Ma très chère Sœur. Le tendre intérêt que vous daignez prendre à ma situation, me touche au delà de tout ce que je peux vous dire; avec de pareils amis je peux dire, comme Cicéron :382-1 « Les Dieux sont pour César, mais Caton suit Pompée. » Je suis persuadé que Folard382-2 a personnellement les meilleures intentions du monde; mais, ma chère Sœur, sa cour pense autrement: ils se sont trop engagés avec la cour de Vienne, qui leur cède une partie de la Flandre382-3 en faveur de la conquête du pays de Clèves, que les Français doivent faire pour la maison d'Autriche. Voilà la base de toute cette ligue ou le complot de ces brigands, pour détrousser et assassiner un homme qui leur déplaît. Les Français enverront même un corps de 30,000 hommes vers le pays de Magdebourg, dont ils ont disposé en faveur du roi de Pologne; mais je ris de leurs vains projets, et je suis sûr de les déranger plus d'une fois : toutes mes mesures sont prises, je sais tout le mal que l'on veut faire; je me tais à présent, mais je parlerai à mon tour.
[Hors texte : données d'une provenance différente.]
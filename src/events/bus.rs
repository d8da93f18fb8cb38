//! # Event bus for broadcasting runtime events.
//!
//! [`Bus`] is a thin wrapper around [`tokio::sync::broadcast`] that provides
//! non-blocking event publishing from the master loop and subscriber workers.
//!
//! ## Architecture
//! ```text
//! Publishers:                          Receivers:
//!   master loop ──┐
//!   subscriber  ──┼──────► Bus ───────► subscriber_listener ────► SubscriberSet
//!   workers     ──┘  (broadcast chan) └► MasterHandle::subscribe() receivers
//! ```
//!
//! ## Rules
//! - **Non-blocking publish**: `publish()` never blocks; it calls `broadcast::Sender::send`.
//! - **Bounded capacity**: a single ring buffer stores recent events for all receivers.
//! - **Lag handling**: slow receivers get `RecvError::Lagged(n)` and skip `n` oldest items.
//! - **No persistence**: events are lost if there are no active receivers at send time.

use tokio::sync::broadcast;

use super::event::Event;

/// Broadcast channel for runtime events.
///
/// ### Properties
/// - **Non-blocking**: `publish()` returns immediately (send clones internally).
/// - **Fire-and-forget**: no delivery or durability guarantees.
/// - **Cloneable**: cheap to clone (internally holds an `Arc`-backed sender).
#[derive(Clone, Debug)]
pub struct Bus {
    tx: broadcast::Sender<Event>,
}

impl Bus {
    /// Creates a new bus with the given channel capacity (clamped to at least 1).
    pub fn new(capacity: usize) -> Self {
        let capacity = capacity.max(1);
        let (tx, _rx) = broadcast::channel::<Event>(capacity);
        Self { tx }
    }

    /// Publishes an event to all active receivers.
    ///
    /// If there are no receivers, the event is dropped.
    pub fn publish(&self, ev: Event) {
        let _ = self.tx.send(ev);
    }

    /// Creates a new receiver that will observe subsequent events.
    ///
    /// A receiver only gets events **sent after** it subscribes.
    pub fn subscribe(&self) -> broadcast::Receiver<Event> {
        self.tx.subscribe()
    }
}
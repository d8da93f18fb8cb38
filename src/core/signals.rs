//! # OS signal handling.
//!
//! - [`wait_for_shutdown_signal`] completes on `SIGINT`, `SIGTERM` or `SIGQUIT`.
//! - [`forward_restart`] turns every delivery of the restart signal into
//!   [`MasterHandle::reload`].
//! - [`forward_shutdown`] turns the first termination signal into
//!   [`MasterHandle::shutdown`].
//! - [`StopSignals`] installs a set of listeners up front, so registration
//!   errors surface before anything waits on them.
//!
//! Forwarders stop when their token is cancelled.

use futures::future::select_all;
use nix::sys::signal::Signal;
use tokio::signal::unix::{SignalKind, signal};
use tokio_util::sync::CancellationToken;

use super::handle::MasterHandle;
use crate::error::RuntimeError;

/// Waits for a termination signal.
///
/// Each call creates independent signal listeners.
///
/// Returns `Ok(())` when any signal is received, or `Err` if signal registration fails.
pub async fn wait_for_shutdown_signal() -> std::io::Result<()> {
    let mut sigint = signal(SignalKind::interrupt())?;
    let mut sigterm = signal(SignalKind::terminate())?;
    let mut sigquit = signal(SignalKind::quit())?;

    tokio::select! {
        _ = sigint.recv()  => {},
        _ = sigterm.recv() => {},
        _ = sigquit.recv() => {},
    }
    Ok(())
}

/// Installs a listener for `sig`.
pub(crate) fn listen(sig: Signal) -> Result<tokio::signal::unix::Signal, RuntimeError> {
    signal(SignalKind::from_raw(sig as i32)).map_err(|source| RuntimeError::Signal {
        signal: sig.as_str().to_string(),
        source,
    })
}

/// Signals that ask a process to terminate.
pub(crate) const TERMINATION: [Signal; 3] = [Signal::SIGINT, Signal::SIGTERM, Signal::SIGQUIT];

/// Installed listeners for a fixed set of signals.
pub(crate) struct StopSignals {
    streams: Vec<tokio::signal::unix::Signal>,
}

impl StopSignals {
    /// Installs one listener per signal; fails on the first that cannot be installed.
    pub(crate) fn install(signals: &[Signal]) -> Result<Self, RuntimeError> {
        let streams = signals
            .iter()
            .map(|&sig| listen(sig))
            .collect::<Result<Vec<_>, _>>()?;
        Ok(Self { streams })
    }

    /// Completes on the first delivery of any installed signal.
    pub(crate) async fn recv(&mut self) {
        if self.streams.is_empty() {
            return std::future::pending().await;
        }
        let pending = self.streams.iter_mut().map(|s| Box::pin(s.recv()));
        select_all(pending).await;
    }
}

/// Forwards the restart signal to the master as reload requests.
pub(crate) fn forward_restart(
    sig: Signal,
    handle: MasterHandle,
    token: CancellationToken,
) -> Result<(), RuntimeError> {
    let mut stream = listen(sig)?;
    tokio::spawn(async move {
        loop {
            tokio::select! {
                _ = token.cancelled() => break,
                got = stream.recv() => {
                    if got.is_none() || handle.reload().await.is_err() {
                        break;
                    }
                }
            }
        }
    });
    Ok(())
}

/// Forwards the first termination signal to the master as a shutdown request.
pub(crate) fn forward_shutdown(
    handle: MasterHandle,
    token: CancellationToken,
) -> Result<(), RuntimeError> {
    let mut signals = StopSignals::install(&TERMINATION)?;
    tokio::spawn(async move {
        tokio::select! {
            _ = token.cancelled() => {}
            _ = signals.recv() => {
                let _ = handle.shutdown().await;
            }
        }
    });
    Ok(())
}
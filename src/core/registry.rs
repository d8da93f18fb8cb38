//! # Worker registry: the master's live set of worker processes.
//!
//! Owned by the master loop and mutated only there:
//! - spawn → `insert`
//! - exit notice → `remove` (possibly followed by the insert of a replacement)
//!
//! ## Exit routing
//! Every worker carries exactly one [`WorkerState`]; the state *is* the exit route,
//! so a worker can never have two exit handlers (double respawn) or none (silent drop).
//! ```text
//!  spawn ──► Steady ──(reload step)──► Draining ──exit──► replacement spawned
//!              ▲                                              │
//!              └──────── promote (alive check passed) ◄── Probation ──exit──► reload aborted
//!  any state ──(shutdown)──► Stopping ──exit──► removed, no respawn
//! ```
//!
//! ## Rules
//! - Ids are allocated here, in spawn order, and never reused.
//! - Enumeration follows id order, i.e. spawn order.

use std::collections::BTreeMap;

use tokio_util::sync::DropGuard;

use crate::backend::WorkerId;

/// Lifecycle state of a worker, which doubles as its exit route.
#[derive(Debug, Clone, Copy, PartialEq, Eq)]
pub(crate) enum WorkerState {
    /// Serving; an exit is a crash and is respawned.
    Steady,
    /// Being replaced by a reload; an exit spawns its replacement.
    Draining,
    /// Replacement inside its alive-check window; an exit aborts the reload.
    Probation,
    /// Being stopped for shutdown; an exit just removes it.
    Stopping,
}

impl WorkerState {
    /// Stable label used in events.
    pub fn as_label(self) -> &'static str {
        match self {
            WorkerState::Steady => "crash",
            WorkerState::Draining => "drained",
            WorkerState::Probation => "probation",
            WorkerState::Stopping => "stopped",
        }
    }
}

/// One live or transitioning worker.
pub(crate) struct WorkerProcess {
    pub id: WorkerId,
    pub pid: u32,
    pub state: WorkerState,
    /// Armed while a graceful stop is pending.
    pub kill_timer: Option<DropGuard>,
    /// Armed while the worker is on probation.
    pub alive_timer: Option<DropGuard>,
}

impl WorkerProcess {
    pub fn new(id: WorkerId, pid: u32, state: WorkerState) -> Self {
        Self {
            id,
            pid,
            state,
            kill_timer: None,
            alive_timer: None,
        }
    }
}

/// Registry of live workers keyed by id.
#[derive(Default)]
pub(crate) struct WorkerRegistry {
    workers: BTreeMap<WorkerId, WorkerProcess>,
    last_id: u64,
}

impl WorkerRegistry {
    pub fn new() -> Self {
        Self::default()
    }

    /// Reserves the next worker id.
    pub fn next_id(&mut self) -> WorkerId {
        self.last_id += 1;
        WorkerId::new(self.last_id)
    }

    pub fn insert(&mut self, worker: WorkerProcess) {
        self.workers.insert(worker.id, worker);
    }

    /// Removes a worker; its timers are cancelled when the returned value drops.
    pub fn remove(&mut self, id: WorkerId) -> Option<WorkerProcess> {
        self.workers.remove(&id)
    }

    pub fn get_mut(&mut self, id: WorkerId) -> Option<&mut WorkerProcess> {
        self.workers.get_mut(&id)
    }

    pub fn state(&self, id: WorkerId) -> Option<WorkerState> {
        self.workers.get(&id).map(|w| w.state)
    }

    pub fn is_steady(&self, id: WorkerId) -> bool {
        self.state(id) == Some(WorkerState::Steady)
    }

    pub fn len(&self) -> usize {
        self.workers.len()
    }

    pub fn is_empty(&self) -> bool {
        self.workers.is_empty()
    }

    /// All worker ids in spawn order.
    pub fn ids(&self) -> Vec<WorkerId> {
        self.workers.keys().copied().collect()
    }

    /// Ids of steady workers in spawn order (the reload snapshot).
    pub fn steady_ids(&self) -> Vec<WorkerId> {
        self.workers
            .values()
            .filter(|w| w.state == WorkerState::Steady)
            .map(|w| w.id)
            .collect()
    }
}
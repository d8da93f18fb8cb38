//! # Worker entry points.
//!
//! - [`Handler`] - trait implemented by worker entry points
//! - [`HandlerFn`] - closure-backed handler
//! - [`HandlerRef`] - shared reference to a handler (`Arc<dyn Handler>`)
//! - [`NoopHandler`] - default entry point that does nothing

mod handler;
mod handler_fn;

pub use handler::{BoxHandlerFuture, Handler, HandlerRef, NoopHandler};
pub use handler_fn::HandlerFn;
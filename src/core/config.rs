//! # Pool configuration.
//!
//! [`Config`] holds the plain values; [`Settings`] is the shared, mutable view of
//! them that the master reads **at the point of use**:
//! - `size` when the pool is started and when it is topped off after a reload,
//! - `timeout` whenever a kill timer or an alive-check timer is armed,
//! - `admission` when a reload trigger arrives,
//! - `signal` once, when the master (or a worker) installs its listeners.
//!
//! ## Sentinel values
//! - `size = 0` → host CPU count
//! - `bus_capacity = 0` → clamped to 1

use std::str::FromStr;
use std::sync::{Arc, RwLock, RwLockReadGuard, RwLockWriteGuard};
use std::time::Duration;

use nix::sys::signal::Signal;

use super::admission::ReloadAdmission;
use crate::error::ConfigError;

/// Configuration for the pool master.
///
/// ## Field semantics
/// - `size`: desired number of workers (`0` = number of CPUs)
/// - `timeout`: kill timeout and alive-check window for replacements
/// - `signal`: name of the OS signal that triggers a rolling reload
/// - `grace`: how long shutdown waits for all workers to exit
/// - `bus_capacity`: event bus ring buffer size (min 1)
/// - `admission`: what a reload trigger does while a reload is running
/// - `handle_signals`: install OS signal listeners (disable for embedding and tests)
#[derive(Clone, Debug)]
pub struct Config {
    /// Desired number of workers.
    pub size: usize,
    /// Graceful-stop timeout before a worker is destroyed; also the alive-check window.
    pub timeout: Duration,
    /// Restart signal name, e.g. `"SIGHUP"` or `"USR2"`.
    pub signal: String,
    /// Maximum time to wait for the pool to drain on shutdown.
    pub grace: Duration,
    /// Capacity of the event bus broadcast channel.
    pub bus_capacity: usize,
    /// Policy for reload triggers that arrive during an active reload.
    pub admission: ReloadAdmission,
    /// Whether the master and workers listen for OS signals.
    pub handle_signals: bool,
}

impl Config {
    /// Desired pool size with the `0 = CPU count` sentinel resolved.
    #[inline]
    pub fn resolved_size(&self) -> usize {
        if self.size == 0 {
            num_cpus::get()
        } else {
            self.size
        }
    }

    /// Returns a bus capacity clamped to a minimum of 1.
    #[inline]
    pub fn bus_capacity_clamped(&self) -> usize {
        self.bus_capacity.max(1)
    }

    /// Parses the configured restart signal.
    pub fn restart_signal(&self) -> Result<Signal, ConfigError> {
        parse_signal(&self.signal)
    }
}

impl Default for Config {
    /// Default configuration:
    ///
    /// - `size` = host CPU count
    /// - `timeout = 3s`
    /// - `signal = "SIGHUP"`
    /// - `grace = 10s`
    /// - `bus_capacity = 1024`
    /// - `admission = ReloadAdmission::DropIfRunning`
    /// - `handle_signals = true`
    fn default() -> Self {
        Self {
            size: num_cpus::get(),
            timeout: Duration::from_secs(3),
            signal: "SIGHUP".to_string(),
            grace: Duration::from_secs(10),
            bus_capacity: 1024,
            admission: ReloadAdmission::default(),
            handle_signals: true,
        }
    }
}

/// Parses `"SIGHUP"`, `"sighup"` or `"HUP"` into a signal.
pub fn parse_signal(name: &str) -> Result<Signal, ConfigError> {
    let upper = name.trim().to_ascii_uppercase();
    let full = if upper.starts_with("SIG") {
        upper
    } else {
        format!("SIG{upper}")
    };
    Signal::from_str(&full).map_err(|_| ConfigError::UnknownSignal(name.to_string()))
}

/// Shared, live view of a [`Config`].
///
/// Cheap to clone. Setters take effect on the master's next action that reads
/// the value (spawn, kill, reload trigger, top-off).
#[derive(Clone, Debug, Default)]
pub struct Settings {
    inner: Arc<RwLock<Config>>,
}

impl Settings {
    /// Wraps a configuration.
    pub fn new(cfg: Config) -> Self {
        Self {
            inner: Arc::new(RwLock::new(cfg)),
        }
    }

    /// Returns a copy of the current configuration.
    pub fn snapshot(&self) -> Config {
        self.read().clone()
    }

    /// Desired pool size (CPU count sentinel resolved).
    pub fn size(&self) -> usize {
        self.read().resolved_size()
    }

    /// Sets the desired pool size; `0` resets it to the CPU count.
    pub fn set_size(&self, workers: usize) {
        self.write().size = if workers == 0 { num_cpus::get() } else { workers };
    }

    /// Kill timeout / alive-check window.
    pub fn timeout(&self) -> Duration {
        self.read().timeout
    }

    /// Sets the kill timeout / alive-check window.
    pub fn set_timeout(&self, timeout: Duration) {
        self.write().timeout = timeout;
    }

    /// Restart signal name.
    pub fn signal(&self) -> String {
        self.read().signal.clone()
    }

    /// Sets the restart signal; unknown names are rejected.
    ///
    /// The master binds the signal when it starts, so a change only affects
    /// processes started afterwards (including new workers).
    pub fn set_signal(&self, name: &str) -> Result<(), ConfigError> {
        parse_signal(name)?;
        self.write().signal = name.to_string();
        Ok(())
    }

    /// Shutdown grace period.
    pub fn grace(&self) -> Duration {
        self.read().grace
    }

    /// Sets the shutdown grace period.
    pub fn set_grace(&self, grace: Duration) {
        self.write().grace = grace;
    }

    /// Reload admission policy.
    pub fn admission(&self) -> ReloadAdmission {
        self.read().admission
    }

    /// Sets the reload admission policy.
    pub fn set_admission(&self, admission: ReloadAdmission) {
        self.write().admission = admission;
    }

    fn read(&self) -> RwLockReadGuard<'_, Config> {
        self.inner.read().unwrap_or_else(|poisoned| poisoned.into_inner())
    }

    fn write(&self) -> RwLockWriteGuard<'_, Config> {
        self.inner.write().unwrap_or_else(|poisoned| poisoned.into_inner())
    }
}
Ainsi, dans les commencements, tout cela aura l'air d'un chaos, et il faudra du temps pour le débrouiller; mais je vous supplie en grâce de ne vous point inquiéter, avant que d'avoir reçu de mes lettres. Je ne pourrai, à la vérité, vous écrire fort exactement, à cause du nombre d'occupations que j'aurai, et que peut-être même dans les commencements la position des ennemis m'en empêchera, mais soyez sûre d'avance de 100,000 fausses nouvelles que ces gens débiteront avec assurance et effronterie, et croyez fermement que tout ce qu'ils disent, n'est pas vrai.
Comme vous m'avez demandé les bulletins de l'armée,382-4 je prends la liberté de vous les envoyer; vous verrez par là qu'il n'y a eu jusqu'ici que des misères qui se sont passées, et les Autrichiens font courir ces bruits avantageux à leurs armes dans l'unique intention d'encourager les princes de l'Empire qu'ils veulent soulever contre moi.
Je vous demande mille pardons, si je ne vous en dis pas davantage; j'ai beaucoup à faire, ce qui me restreint aux assurances de la plus parfaite tendresse et de la haute estime avec laquelle je suis, ma très chère Sœur, votre très fidèle frère et serviteur
Federic.
Nach der Ausfertigung. Eigenhändig.
382-1 Sic statt Lucain (Lucanus, Pharsalia, I, 128). Vergl. Œuvres de Frédéric le Grand, XXIV, 107.
382-2 Vergl. S. 213.
382-3 Vergl. auch S. 332. 343.
382-4 Vergl. S. 304. 375.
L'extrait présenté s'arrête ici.